A Guide To Ski Slope Colours

A Guide to Ski Slope Colours

Before you head out on an adventure, it’s important to make sure you understand the different ski slope colours. The colours relate directly to ski slope levels in terms of how experienced you’ll need to be to tackle them. Ski slope difficulties are determined by the gradient, terrain, width, and snow conditions. The runs are checked and maintained daily (at least), as well as being secured against avalanches.

 

Ski run colours are decided based on the most difficult part of the run, to ensure that skiers know the minimum level of competency required to navigate it safely. There are some slight differences between grading systems across the world, mainly in terms of the percentage gradient for each category, but most of Europe uses a similar system. In this blog article, we’ll look at the different ski slope levels and their associated colour codes, so you can make sure you know what’s what.

A-Guide-To-Ski-Slope-Colours

Green ski runs

For intermediate skiers, the blue runs offer a little more of a challenge. Once you’ve mastered turning, and stopping, and can confidently look ahead to avoid obstacles you’ll be ready for a slightly increased gradient. Blue ski runs have a slope of up to 30%, with slightly more varied terrain.

 

Lifts around the blue runs will be operating at higher speeds, as skiers are expected to be confident to use them without difficulty. To keep the lifts moving and to avoid tripping others, make sure you ski away promptly and only stop when you are at least 5 metres away from the lift.

 

Other skiers will also be travelling much faster on steeper blue runs, so it is vital that you stay aware of your surroundings.
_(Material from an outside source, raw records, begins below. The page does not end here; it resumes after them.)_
impl ProcessSpec {
    /// Configuration without a sidechain bus.
    pub fn new(sample_rate: f32, max_block_size: usize, channels: usize) -> Self {
        Self {
            sample_rate,
            max_block_size,
            channels,
            sidechain_channels: 0,
        }
    }

    /// Sets the sidechain channel count.
    pub fn with_sidechain(mut self, sidechain_channels: usize) -> Self {
        self.sidechain_channels = sidechain_channels;
        self
    }

    /// Checks the configuration without touching any engine.
    pub fn validate(&self) -> Result<(), EngineError> {
        if !self.sample_rate.is_finite() || self.sample_rate <= 0.0 {
            return Err(EngineError::InvalidSampleRate(self.sample_rate));
        }
        if self.max_block_size == 0 {
            return Err(EngineError::InvalidBlockSize);
        }
        if self.channels == 0 {
            return Err(EngineError::NoChannels);
        }
        match self.sidechain_channels {
            0 | 1 => Ok(()),
            n if n == self.channels => Ok(()),
            n => Err(EngineError::UnsupportedSidechainLayout {
                channels: self.channels,
                sidechain_channels: n,
            }),
        }
    }
}

/// Engine lifecycle state.
#[derive(Debug, Clone, Copy, PartialEq, Eq)]
pub enum EngineState {
    /// No successful `prepare` yet.
    Unconfigured,
    /// Prepared (or reset), no block processed since.
    Configured,
    /// At least one block processed since the last prepare or reset.
    Processing,
}

/// Three-band sidechain compression engine.
///
/// # Example
///
/// ```rust
/// use trisect_engine::{EngineParams, MultibandEngine, ProcessSpec};
///
/// let mut engine = MultibandEngine::new();
/// engine.prepare(ProcessSpec::new(48000.0, 256, 2).with_sidechain(1)).unwrap();
///
/// let mut left = vec![0.25f32; 256];
/// let mut right = vec![0.25f32; 256];
/// let kick = vec![0.9f32; 256];
///
/// let mut main = [left.as_mut_slice(), right.as_mut_slice()];
/// let sidechain = [kick.as_slice()];
/// engine
///     .process_block(&mut main, Some(&sidechain[..]), &EngineParams::default())
///     .unwrap();
///
/// assert!(engine.sidechain_engaged());
/// ```
#[derive(Debug, Clone)]
pub struct MultibandEngine {
    state: EngineState,
    spec: ProcessSpec,
    params: EngineParams,
    coeffs: SplitCoefficients,
    main_splitter: BandSplitter,
    detect_splitter: BandSplitter,
    main_bands: BandBuffers,
    detect_bands: BandBuffers,
    bands: [BandProcessor; 3],
    sidechain_engaged: bool,
}
//! Three-way band split built from two LR24 crossovers.
//!
//! ```text
//! low  = LR24 low-pass (input, xLow)
//! high = LR24 high-pass(input, xHigh)
//! mid  = input - low - high
//! ```
//!
//! Because the mid band is the residual, `low + mid + high == input`
//! sample for sample whatever the filters do.
//!
//! Coefficients live in [`SplitCoefficients`], shared by every splitter of an
//! engine. Each [`BandSplitter`] owns its own per-channel filter state, so the
//! main path and the detection path never disturb each other.

#[cfg(not(feature = "std"))]
use alloc::vec::Vec;

use trisect_core::{CrossoverCoefficients, CrossoverFilter, finite_or_zero};

/// Coefficients for both crossover points.
#[derive(Debug, Clone, Copy, PartialEq)]
pub struct SplitCoefficients {
    /// Low/mid crossover.
    pub low: CrossoverCoefficients,
    /// Mid/high crossover.
    pub high: CrossoverCoefficients,
}

impl SplitCoefficients {
    /// Creates coefficients for the given sample rate and crossover points.
    pub fn new(sample_rate: f32, low_hz: f32, high_hz: f32) -> Self {
        Self {
            low: CrossoverCoefficients::new(sample_rate, low_hz),
            high: CrossoverCoefficients::new(sample_rate, high_hz),
        }
    }

    /// Sets the sample rate of both crossovers.
    pub fn prepare(&mut self, sample_rate: f32) {
        self.low.prepare(sample_rate);
        self.high.prepare(sample_rate);
    }

    /// Sets both cutoffs, recomputing only those that changed.
    pub fn set_cutoffs(&mut self, low_hz: f32, high_hz: f32) {
        self.low.set_cutoff(low_hz);
        self.high.set_cutoff(high_hz);
    }
}

/// Mutable output slices for one channel of a split.
pub struct BandSlices<'a> {
    /// Low band output.
    pub low: &'a mut [f32],
    /// Mid band output.
    pub mid: &'a mut [f32],
    /// High band output.
    pub high: &'a mut [f32],
}

#[derive(Debug, Clone)]
struct ChannelFilters {
    low: CrossoverFilter,
    high: CrossoverFilter,
}

impl ChannelFilters {
    const fn new() -> Self {
        Self {
            low: CrossoverFilter::lowpass(),
            high: CrossoverFilter::highpass(),
        }
    }
}

/// Per-channel crossover state for one signal path.
///
/// # Example
///
/// ```rust
/// use trisect_engine::{BandSlices, BandSplitter, SplitCoefficients};
///
/// let coeffs = SplitCoefficients::new(48000.0, 120.0, 3000.0);
/// let mut splitter = BandSplitter::new(1);
///
/// let input = [0.3f32; 32];
/// let (mut low, mut mid, mut high) = ([0.0; 32], [0.0; 32], [0.0; 32]);
/// splitter.split(0, &coeffs, &input, BandSlices { low: &mut low, mid: &mut mid, high: &mut high });
///
/// for i in 0..32 {
///     assert!((low[i] + mid[i] + high[i] - input[i]).abs() < 1e-6);
/// }
/// ```
#[derive(Debug, Clone)]
pub struct BandSplitter {
    channels: Vec<ChannelFilters>,
}

impl BandSplitter {
    /// Creates a splitter for `channels` channels with cleared state.
    pub fn new(channels: usize) -> Self {
        let mut splitter = Self {
            channels: Vec::new(),
        };
        splitter.resize(channels);
        splitter
    }

    /// Changes the channel count, clearing all state. Allocates.
    pub fn resize(&mut self, channels: usize) {
        self.channels.clear();
        self.channels.resize(channels, ChannelFilters::new());
    }

    /// Number of channels.
    pub fn channel_count(&self) -> usize {
        self.channels.len()
    }

    /// Splits one channel's block into three bands.
    ///
    /// Processes `input.len()` samples; each output slice must be at least
    /// that long. Channels beyond the prepared count are ignored. Non-finite
    /// input samples are split as silence so they never reach filter state.
    pub fn split(
        &mut self,
        channel: usize,
        coeffs: &SplitCoefficients,
        input: &[f32],
        out: BandSlices<'_>,
    ) {
        let Some(filters) = self.channels.get_mut(channel) else {
            return;
        };
        let n = input.len();
        let BandSlices { low, mid, high } = out;
        let (low, mid, high) = (&mut low[..n], &mut mid[..n], &mut high[..n]);

        // mid doubles as the sanitized copy of the input until the residual
        for (m, &x) in mid.iter_mut().zip(input) {
            *m = finite_or_zero(x);
        }
        filters.low.process_into(&coeffs.low, mid, low);
        filters.high.process_into(&coeffs.high, mid, high);

        for ((m, &l), &h) in mid.iter_mut().zip(low.iter()).zip(high.iter()) {
            *m = *m - l - h;
        }
    }

    /// Zeroes every filter register.
    pub fn reset(&mut self) {
        for filters in &mut self.channels {
            filters.low.reset();
            filters.high.reset();
        }
    }

    /// Returns true if every filter register is zero.
    pub fn is_reset(&self) -> bool {
        self.channels
            .iter()
            .all(|f| f.low.is_reset() && f.high.is_reset())
    }
}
If you need to stop, try to stay away from the middle of the piste and ensure you can always be seen by others.

 

Lots of intermediate skiers enjoy La Plagne, as it has over 170 km of blue runs. Val d’Isère is also an excellent choice, as the popular intermediate slopes are well looked after and super smooth.

 

On a piste map, the intermediate slopes will be marked with a blue circle.

Red ski runs

Red ski runs have a steeper slope of between 30 and 45%, they are suitable for confident skiers at an advanced intermediate level. These slopes will provide challenging terrain with narrow sections and tighter turns. To stay safe on a red run you should be able to hockey stop on either side and parallel turn. Linking turns quickly and controlling your speed is vital on steep gradients.

 

Both Tignes and Val d’Isère have some wonderful red runs to enjoy, with a variety of peaceful slopes and long runs to keep advanced intermediate skiers occupied.

 

On a piste map, the advanced intermediate slopes will be marked with a red circle.

Black ski runs

Black ski runs are for experts only. These are the steepest runs with slopes of 45% and over, they will also have complex, challenging terrain and potentially off-piste sections. Unless you are an extremely experienced skier, black ski runs will be dangerous and intimidating. You should be 100% confident in your skills and equipment before considering taking on a black run. At some resorts, you will also be required to ski with a partner on black ski runs.

 

Features you might find on a black run include moguls, steep gradients, tight turns, and potentially cliffs or dangerous drops. Confidence in a variety of snow conditions is vital, as on a black run you could experience icy patches and powder in close proximity. Even expert skiers can end up losing control on the most advanced slopes, so do not attempt them unless you are totally sure you have the required experience.

 

On a piste map, the advanced intermediate slopes will be marked with a black circle or black diamond.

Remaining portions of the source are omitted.